On Friday night there was a Grand Gala Dinner for all attendants. I got introduced to someone who was really, really complimentary about Krita, telling us that he thought our colour handling was much, much more logical and useful than even Photoshop’s color handling. Like, wow! Lots more compliments ensued 🙂
On Saturday, Cyrille and I gave our Krita talk. Right afterwards Cyrille presented his talk on OpenRaster.
The Krita talk went really, really well. I was almost mobbed by people wanting to talk to me after the presentation and all through the afternoon people came up to me to tell me they really liked our style of presentation, that they thought it was one of the best presentations they’d been at. And, did I have a business card for them? I should have asked the KDE promo team for a set — and I’ll be sure to do that when I get home.

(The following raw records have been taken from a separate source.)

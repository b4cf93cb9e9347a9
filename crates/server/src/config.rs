use std::fs;

use anyhow::Context;
use frame_sync::SetBroadcast;
use serde::Deserialize;
use shared::domain::Layout;
use tracing::warn;

const CONFIG_PATH_VAR: &str = "LED_SERVER_CONFIG";
const DEFAULT_CONFIG_PATH: &str = "server.toml";

#[derive(Debug, Clone, Deserialize)]
#[serde(default)]
pub struct Settings {
    #[serde(alias = "bind_addr")]
    pub server_bind: String,
    pub max_command_bytes: usize,
    pub frame_channel_capacity: usize,
    pub render_interval_ms: u64,
    pub set_broadcast: SetBroadcast,
    pub initial_brightness: u8,
    pub initial_power: bool,
    pub layout: Layout,
}

impl Default for Settings {
    fn default() -> Self {
        Self {
            server_bind: "0.0.0.0:8080".into(),
            max_command_bytes: 2048,
            frame_channel_capacity: 16,
            render_interval_ms: 100,
            set_broadcast: SetBroadcast::Always,
            initial_brightness: 128,
            initial_power: true,
            layout: default_layout(),
        }
    }
}

fn default_layout() -> Layout {
    Layout {
        trunk_len: 50,
        branch_len: 6,
        left_anchors: [12, 24, 36],
        right_anchors: [18, 30, 42],
        left_reversed: [false, true, false],
        right_reversed: [true, false, true],
    }
}

pub fn load_settings() -> Settings {
    let path = std::env::var(CONFIG_PATH_VAR).unwrap_or_else(|_| DEFAULT_CONFIG_PATH.into());
    let mut settings = match fs::read_to_string(&path) {
        Ok(raw) => parse_settings(&raw).unwrap_or_else(|error| {
            warn!(%path, error = %format!("{error:#}"), "ignoring invalid config file");
            Settings::default()
        }),
        Err(_) => Settings::default(),
    };
    apply_env_overrides(&mut settings, |key| std::env::var(key).ok());
    settings
}

pub fn parse_settings(raw: &str) -> anyhow::Result<Settings> {
    toml::from_str(raw).context("failed to parse server config")
}

pub fn apply_env_overrides(settings: &mut Settings, var: impl Fn(&str) -> Option<String>) {
    if let Some(v) = var("SERVER_BIND") {
        settings.server_bind = v;
    }
    if let Some(v) = var("APP__BIND_ADDR") {
        settings.server_bind = v;
    }

    if let Some(v) = var("APP__RENDER_INTERVAL_MS") {
        override_parsed(&mut settings.render_interval_ms, "APP__RENDER_INTERVAL_MS", &v);
    }
    if let Some(v) = var("APP__MAX_COMMAND_BYTES") {
        override_parsed(&mut settings.max_command_bytes, "APP__MAX_COMMAND_BYTES", &v);
    }
    if let Some(v) = var("APP__FRAME_CHANNEL_CAPACITY") {
        override_parsed(
            &mut settings.frame_channel_capacity,
            "APP__FRAME_CHANNEL_CAPACITY",
            &v,
        );
    }

    if let Some(v) = var("APP__SET_BROADCAST") {
        match v.trim() {
            "always" => settings.set_broadcast = SetBroadcast::Always,
            "when_applied" => settings.set_broadcast = SetBroadcast::WhenApplied,
            other => warn!(value = other, "APP__SET_BROADCAST must be always or when_applied"),
        }
    }
}

fn override_parsed<T: std::str::FromStr>(slot: &mut T, key: &str, raw: &str) {
    match raw.trim().parse() {
        Ok(parsed) => *slot = parsed,
        Err(_) => warn!(key, value = raw, "ignoring unparsable environment override"),
    }
}

#[cfg(test)]
#[path = "tests/config_tests.rs"]
mod tests;
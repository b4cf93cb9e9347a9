//! Frame synchronization between an LED tree and its browser clients.
//!
//! The host owns the pixel strips and the power/brightness state. This crate
//! reads both to build frames, applies client commands through the host's
//! hooks, and decides when frames are pushed.

use shared::{domain::Layout, error::ApiException};

pub mod decoder;
pub mod encoder;
pub mod layout;
pub mod status;
pub mod sync;

pub use layout::{LayoutRegistry, StripHandle, TreeBuffers};
pub use status::{StatusField, StatusHooks};
pub use sync::{ClientAttachment, CommandOutcome, FrameSync, FrameText, SetBroadcast};

/// Layout plus status hooks, passed by reference into the encoder and decoder.
#[derive(Debug, Default)]
pub struct SyncContext {
    layout: LayoutRegistry,
    status: StatusHooks,
}

impl SyncContext {
    pub fn new(status: StatusHooks) -> Self {
        Self {
            layout: LayoutRegistry::default(),
            status,
        }
    }

    /// One-shot; a second call fails and keeps the first layout.
    pub fn attach_layout(&self, layout: Layout, buffers: TreeBuffers) -> Result<(), ApiException> {
        self.layout.attach(layout, buffers)
    }

    pub fn layout(&self) -> Option<&Layout> {
        self.layout.snapshot()
    }

    pub fn registry(&self) -> &LayoutRegistry {
        &self.layout
    }

    pub fn status(&self) -> &StatusHooks {
        &self.status
    }
}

During the talk someone asked me whether I intended to make Krita compete with Corel Painter. Dramatic silence… Then I said “Yes!” To which he said “Good!”. It turns out his wife illustrates children’s books with Corel Painter. She uses an older version — 5.5, if I remember correctly, because newer versions are too slow for here 600dpi drawings. Seems like we’ve got a new hard requirement for Krita! And then someone else jogged my sleeve and told me he’d been a Corel Painter developer a few years ago — and if I had any questions, I should be sure mail him about it.
The OpenRaster talk was great. It provided the catalyst for a great round-table discussion with all the experts present. From people who could provide input on the xml style we use to people who are really hot on color and color requirements. There are a couple of people I really. I feel outnumbered a bit compared to the large Scribus, Inkscape and Gimp teams, so Bart, Casper, Sven, Adrian, Emanuele and Jan really should have come! And then Clarence Dang for Kolourpaint, Gilles Caullier for Digikam (so he could have fight^Wdiscussion with Hubert Figueire on the best way to (ab)use dcraw) and especially Zack Rusin for general graphic goodness! I really suspect that this conference will rival and outclass siggraph in a few years, the level of energy, commitment and just plain expert knowledge is really great.
One thing I especially like about the atmosphere of this conference is the open-mindedness of the people around, users and developers. I’m loving meeting the Gimp people, the inkscape people, the scribus people. I’ve had a great talk with Peter Sikking, the Gimp usability guru. I’ve been going out for dinner & a beer with a group of panorama enthusiasts — one of them took not only a panorama shoot of the restaurant table, but also of the beer glasses in the bar! (Yummy beer and interesting beer, and live music.)
Of course, there are also moments that tie in tightly with Aaron’s blog. Jakub Steiner gave a presentation about photo management and editing with F-Spot and GIMP. Quite interesting to see him work with those applications, but his explanation at the end that free software was simply not ready for a 16-bit workflow so we had to make do with the 8-bit limitations of Gimp, Ufraw and F-Spot was a bit, well, parochial-minded. After all, with Digikam and Krita, you can go 16 bit from your original RAW image to the finished artwork without any trouble. Pity, but we’ll overcome that.